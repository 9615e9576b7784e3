use image::codecs::bmp::BmpEncoder;
use image::codecs::jpeg::JpegEncoder;
use image::codecs::png::PngEncoder;
use image::{DynamicImage, ImageError, RgbaImage};
use std::fs::File;
use std::io::BufWriter;
use std::path::Path;

use serde::{Deserialize, Serialize};

use crate::canvas::{fit_to, validate_raster};
use crate::components::layers::TextElement;
use crate::coords::Size;
use crate::error::EditorError;

/// File name offered for an export when the caller gives none.
pub const EXPORT_FILE_NAME: &str = "edited-image.png";

/// Common RAW camera file extensions (lowercase).
pub const RAW_EXTENSIONS: &[&str] = &[
    "cr2", "cr3", "nef", "nrw", "arw", "srf", "sr2", "dng", "orf", "rw2", "pef", "raf", "raw",
    "rwl", "srw", "x3f", "3fr", "fff", "iiq", "mrw", "mef", "mos", "kdc", "dcr", "erf",
];

pub fn is_raw_extension(ext: &str) -> bool {
    RAW_EXTENSIONS.contains(&ext.to_lowercase().as_str())
}

fn extension_of(path: &Path) -> String {
    path.extension()
        .and_then(|e| e.to_str())
        .unwrap_or("")
        .to_lowercase()
}

// ============================================================================
// DECODE
// ============================================================================

/// Decode a RAW camera file to 8-bit sRGB through imagepipe's demosaic pipeline.
pub fn decode_raw_image(path: &Path) -> Result<RgbaImage, EditorError> {
    let mut pipeline = imagepipe::Pipeline::new_from_file(path)
        .map_err(|e| EditorError::InvalidImage(format!("RAW decode error: {}", e)))?;
    let srgb = pipeline
        .output_8bit(None)
        .map_err(|e| EditorError::InvalidImage(format!("RAW processing error: {}", e)))?;

    let pixel_count = srgb.width * srgb.height;
    if srgb.data.len() < pixel_count * 3 {
        return Err(EditorError::InvalidImage(format!(
            "RAW buffer too short: expected {} bytes, got {}",
            pixel_count * 3,
            srgb.data.len()
        )));
    }
    let mut rgba = Vec::with_capacity(pixel_count * 4);
    for px in srgb.data[..pixel_count * 3].chunks_exact(3) {
        rgba.extend_from_slice(&[px[0], px[1], px[2], 255]);
    }
    RgbaImage::from_raw(srgb.width as u32, srgb.height as u32, rgba)
        .ok_or_else(|| EditorError::InvalidImage("RAW dimensions do not match its data".into()))
}

/// Decode any supported photo to RGBA. Undecodable or empty images are
/// `InvalidImage`; a missing file stays an I/O error.
pub fn decode_image(path: &Path) -> Result<RgbaImage, EditorError> {
    let img = if is_raw_extension(&extension_of(path)) {
        decode_raw_image(path)?
    } else {
        image::open(path).map_err(decode_error)?.to_rgba8()
    };
    validate_raster(&img, &path.display().to_string())?;
    Ok(img)
}

/// Decode an in-memory encoded image (PNG, JPEG, ...).
pub fn decode_image_bytes(bytes: &[u8]) -> Result<RgbaImage, EditorError> {
    let img = image::load_from_memory(bytes).map_err(decode_error)?.to_rgba8();
    validate_raster(&img, "uploaded image")?;
    Ok(img)
}

fn decode_error(e: ImageError) -> EditorError {
    match e {
        ImageError::IoError(io) => EditorError::Io(io),
        other => EditorError::InvalidImage(other.to_string()),
    }
}

// ============================================================================
// ENCODE
// ============================================================================

#[derive(Clone, Copy, Debug, PartialEq, Eq, Default)]
pub enum ExportFormat {
    #[default]
    Png,
    Jpeg,
    Webp,
    Bmp,
}

impl ExportFormat {
    /// Format by file extension; anything unrecognised exports as PNG.
    pub fn from_path(path: &Path) -> Self {
        match extension_of(path).as_str() {
            "jpg" | "jpeg" => ExportFormat::Jpeg,
            "webp" => ExportFormat::Webp,
            "bmp" => ExportFormat::Bmp,
            _ => ExportFormat::Png,
        }
    }

    pub fn extension(&self) -> &'static str {
        match self {
            ExportFormat::Png => "png",
            ExportFormat::Jpeg => "jpg",
            ExportFormat::Webp => "webp",
            ExportFormat::Bmp => "bmp",
        }
    }
}

/// Encode and write an image. No `&self`, so it can run from `rayon::spawn`.
pub fn encode_and_write(
    image: &RgbaImage,
    path: &Path,
    format: ExportFormat,
    quality: u8,
) -> Result<(), EditorError> {
    let file = File::create(path)?;
    let mut writer = BufWriter::new(file);

    match format {
        ExportFormat::Png => {
            let encoder = PngEncoder::new(&mut writer);
            #[allow(deprecated)]
            encoder.encode(
                image.as_raw(),
                image.width(),
                image.height(),
                image::ColorType::Rgba8,
            )?;
        }
        ExportFormat::Jpeg => {
            // JPEG has no alpha channel.
            let rgb_image = DynamicImage::ImageRgba8(image.clone()).to_rgb8();
            let mut encoder = JpegEncoder::new_with_quality(&mut writer, quality.clamp(1, 100));
            encoder.encode(
                rgb_image.as_raw(),
                rgb_image.width(),
                rgb_image.height(),
                image::ColorType::Rgb8,
            )?;
        }
        ExportFormat::Webp => {
            drop(writer);
            DynamicImage::ImageRgba8(image.clone()).save(path)?;
        }
        ExportFormat::Bmp => {
            let mut encoder = BmpEncoder::new(&mut writer);
            encoder.encode(
                image.as_raw(),
                image.width(),
                image.height(),
                image::ColorType::Rgba8,
            )?;
        }
    }
    log_info!(
        "Wrote {}x{} {:?} to {}",
        image.width(),
        image.height(),
        format,
        path.display()
    );
    Ok(())
}

// ============================================================================
// LAYER FILES
// ============================================================================

/// Read a JSON array of text elements. Missing fields take the editor defaults,
/// and elements without an `id` get a fresh one.
pub fn load_layers_json(path: &Path) -> Result<Vec<TextElement>, EditorError> {
    let text = std::fs::read_to_string(path)?;
    parse_layers_json(&text)
}

pub fn parse_layers_json(text: &str) -> Result<Vec<TextElement>, EditorError> {
    Ok(serde_json::from_str(text)?)
}

// ============================================================================
// PROJECT FILE FORMAT
// ============================================================================

/// bincode encodes a String as an 8-byte length prefix plus its bytes, so the
/// 4-char magic sits at bytes 8..12.
const PROJECT_MAGIC: &str = "BTX1";
/// Per-axis limit, so a crafted file cannot demand a huge allocation.
const MAX_CANVAS_DIM: u32 = 32_768;
const MAX_ELEMENTS: usize = 4096;

/// Saved editing session: both rasters at intrinsic size, the container the
/// element positions refer to, and the ordered element list.
#[derive(Clone, Debug, PartialEq, Serialize, Deserialize)]
pub struct ProjectFile {
    magic: String,
    pub width: u32,
    pub height: u32,
    pub container: Size,
    pub elements: Vec<TextElement>,
    background: Vec<u8>,
    foreground: Vec<u8>,
}

impl ProjectFile {
    /// The foreground is stored at the background's size.
    pub fn new(
        background: &RgbaImage,
        foreground: &RgbaImage,
        container: Size,
        elements: Vec<TextElement>,
    ) -> Self {
        let (width, height) = background.dimensions();
        Self {
            magic: PROJECT_MAGIC.to_string(),
            width,
            height,
            container,
            elements,
            background: background.as_raw().clone(),
            foreground: fit_to(foreground, width, height).as_raw().clone(),
        }
    }

    pub fn background_image(&self) -> Result<RgbaImage, EditorError> {
        self.raster(&self.background, "background")
    }

    pub fn foreground_image(&self) -> Result<RgbaImage, EditorError> {
        self.raster(&self.foreground, "foreground")
    }

    fn raster(&self, data: &[u8], what: &str) -> Result<RgbaImage, EditorError> {
        RgbaImage::from_raw(self.width, self.height, data.to_vec()).ok_or_else(|| {
            EditorError::Project(format!(
                "{} holds {} bytes, expected {} for {}x{}",
                what,
                data.len(),
                self.width as usize * self.height as usize * 4,
                self.width,
                self.height
            ))
        })
    }

    pub fn to_bytes(&self) -> Result<Vec<u8>, EditorError> {
        Ok(bincode::serialize(self)?)
    }

    pub fn from_bytes(raw: &[u8]) -> Result<Self, EditorError> {
        if raw.len() < 12 {
            return Err(EditorError::Project("File too small".into()));
        }
        let magic = std::str::from_utf8(&raw[8..12]).unwrap_or("");
        if magic != PROJECT_MAGIC {
            return Err(EditorError::Project(format!("Unknown magic '{}'", magic)));
        }

        let project: ProjectFile = bincode::deserialize(raw)?;
        if project.width == 0 || project.height == 0 {
            return Err(EditorError::Project(
                "Image dimensions cannot be zero".into(),
            ));
        }
        if project.width > MAX_CANVAS_DIM || project.height > MAX_CANVAS_DIM {
            return Err(EditorError::Project(format!(
                "Image size {}x{} exceeds maximum allowed {}x{}",
                project.width, project.height, MAX_CANVAS_DIM, MAX_CANVAS_DIM
            )));
        }
        if project.elements.len() > MAX_ELEMENTS {
            return Err(EditorError::Project(format!(
                "Project contains {} text elements, which exceeds the maximum of {}",
                project.elements.len(),
                MAX_ELEMENTS
            )));
        }
        // Both buffers must match the declared size.
        project.background_image()?;
        project.foreground_image()?;
        Ok(project)
    }
}

pub fn save_project(project: &ProjectFile, path: &Path) -> Result<(), EditorError> {
    let writer = BufWriter::new(File::create(path)?);
    bincode::serialize_into(writer, project)?;
    Ok(())
}

pub fn load_project(path: &Path) -> Result<ProjectFile, EditorError> {
    let raw = std::fs::read(path)?;
    ProjectFile::from_bytes(&raw)
}

#[cfg(test)]
mod tests {
    use super::*;
    use image::Rgba;
    use std::path::PathBuf;

    fn scratch(name: &str) -> PathBuf {
        std::env::temp_dir().join(format!("behindtext-{}-{}", uuid::Uuid::new_v4(), name))
    }

    fn sample_project() -> ProjectFile {
        let bg = RgbaImage::from_pixel(4, 3, Rgba([10, 20, 30, 255]));
        let fg = RgbaImage::from_pixel(4, 3, Rgba([10, 20, 30, 0]));
        let el = TextElement {
            text: "Hi".into(),
            ..TextElement::default()
        };
        ProjectFile::new(&bg, &fg, Size::new(8.0, 6.0), vec![el])
    }

    #[test]
    fn export_format_follows_extension() {
        assert_eq!(ExportFormat::from_path(Path::new("a.JPG")), ExportFormat::Jpeg);
        assert_eq!(ExportFormat::from_path(Path::new("a.webp")), ExportFormat::Webp);
        assert_eq!(ExportFormat::from_path(Path::new("a.bmp")), ExportFormat::Bmp);
        assert_eq!(ExportFormat::from_path(Path::new(EXPORT_FILE_NAME)), ExportFormat::Png);
        assert_eq!(ExportFormat::from_path(Path::new("noext")), ExportFormat::Png);
    }

    #[test]
    fn raw_extensions_are_case_insensitive() {
        assert!(is_raw_extension("NEF"));
        assert!(is_raw_extension("dng"));
        assert!(!is_raw_extension("png"));
    }

    #[test]
    fn garbage_bytes_are_an_invalid_image() {
        let err = decode_image_bytes(b"definitely not a png").unwrap_err();
        assert!(matches!(err, EditorError::InvalidImage(_)));
    }

    #[test]
    fn missing_file_is_an_io_error() {
        let err = decode_image(&scratch("missing.png")).unwrap_err();
        assert!(matches!(err, EditorError::Io(_)));
    }

    #[test]
    fn png_export_preserves_alpha() {
        let mut img = RgbaImage::from_pixel(3, 2, Rgba([200, 100, 50, 255]));
        img.put_pixel(1, 1, Rgba([0, 0, 0, 0]));
        let path = scratch("out.png");
        encode_and_write(&img, &path, ExportFormat::Png, 90).unwrap();
        let back = decode_image(&path).unwrap();
        let _ = std::fs::remove_file(&path);
        assert_eq!(back, img);
    }

    #[test]
    fn project_magic_sits_after_the_length_prefix() {
        let bytes = sample_project().to_bytes().unwrap();
        assert_eq!(&bytes[8..12], PROJECT_MAGIC.as_bytes());
    }

    #[test]
    fn project_survives_a_save_and_load() {
        let project = sample_project();
        let path = scratch("session.btx");
        save_project(&project, &path).unwrap();
        let loaded = load_project(&path).unwrap();
        let _ = std::fs::remove_file(&path);
        assert_eq!(loaded, project);
        assert_eq!(loaded.elements[0].text, "Hi");
        assert_eq!(loaded.foreground_image().unwrap().get_pixel(0, 0)[3], 0);
    }

    #[test]
    fn foreground_is_stored_at_background_size() {
        let bg = RgbaImage::from_pixel(4, 4, Rgba([1, 1, 1, 255]));
        let fg = RgbaImage::from_pixel(2, 2, Rgba([9, 9, 9, 255]));
        let project = ProjectFile::new(&bg, &fg, Size::new(4.0, 4.0), Vec::new());
        assert_eq!(project.foreground_image().unwrap().dimensions(), (4, 4));
    }

    #[test]
    fn wrong_magic_is_rejected() {
        let mut bytes = sample_project().to_bytes().unwrap();
        bytes[8..12].copy_from_slice(b"PFE1");
        let err = ProjectFile::from_bytes(&bytes).unwrap_err();
        assert!(matches!(err, EditorError::Project(_)));
        assert!(ProjectFile::from_bytes(&[0; 4]).is_err());
    }

    #[test]
    fn truncated_pixels_are_rejected() {
        let mut project = sample_project();
        project.background.truncate(8);
        let bytes = project.to_bytes().unwrap();
        assert!(matches!(
            ProjectFile::from_bytes(&bytes),
            Err(EditorError::Project(_))
        ));
    }

    #[test]
    fn layers_json_accepts_sparse_elements() {
        let els = parse_layers_json(r##"[{"text":"Top","fontSize":72,"color":"#ff8800"},{}]"##)
            .unwrap();
        assert_eq!(els.len(), 2);
        assert_eq!(els[0].text, "Top");
        assert_eq!(els[0].font_size, 72.0);
        assert_eq!(els[0].x, 50.0);
        assert_eq!(els[1].text, "Behind Text");
        assert_ne!(els[0].id, els[1].id);
        assert!(matches!(
            parse_layers_json("{not json"),
            Err(EditorError::Project(_))
        ));
    }
}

==========

Task item: Reproduce, exactly as they stand in the data above, the lines from the one that holds "an I/O error." to the one that holds "Encode and write", inclusive.

Solution to this exercise:
/// `InvalidImage`; a missing file stays an I/O error.
pub fn decode_image(path: &Path) -> Result<RgbaImage, EditorError> {
    let img = if is_raw_extension(&extension_of(path)) {
        decode_raw_image(path)?
    } else {
        image::open(path).map_err(decode_error)?.to_rgba8()
    };
    validate_raster(&img, &path.display().to_string())?;
    Ok(img)
}

/// Decode an in-memory encoded image (PNG, JPEG, ...).
pub fn decode_image_bytes(bytes: &[u8]) -> Result<RgbaImage, EditorError> {
    let img = image::load_from_memory(bytes).map_err(decode_error)?.to_rgba8();
    validate_raster(&img, "uploaded image")?;
    Ok(img)
}

fn decode_error(e: ImageError) -> EditorError {
    match e {
        ImageError::IoError(io) => EditorError::Io(io),
        other => EditorError::InvalidImage(other.to_string()),
    }
}

// ============================================================================
// ENCODE
// ============================================================================

#[derive(Clone, Copy, Debug, PartialEq, Eq, Default)]
pub enum ExportFormat {
    #[default]
    Png,
    Jpeg,
    Webp,
    Bmp,
}

impl ExportFormat {
    /// Format by file extension; anything unrecognised exports as PNG.
    pub fn from_path(path: &Path) -> Self {
        match extension_of(path).as_str() {
            "jpg" | "jpeg" => ExportFormat::Jpeg,
            "webp" => ExportFormat::Webp,
            "bmp" => ExportFormat::Bmp,
            _ => ExportFormat::Png,
        }
    }

    pub fn extension(&self) -> &'static str {
        match self {
            ExportFormat::Png => "png",
            ExportFormat::Jpeg => "jpg",
            ExportFormat::Webp => "webp",
            ExportFormat::Bmp => "bmp",
        }
    }
}

/// Encode and write an image. No `&self`, so it can run from `rayon::spawn`.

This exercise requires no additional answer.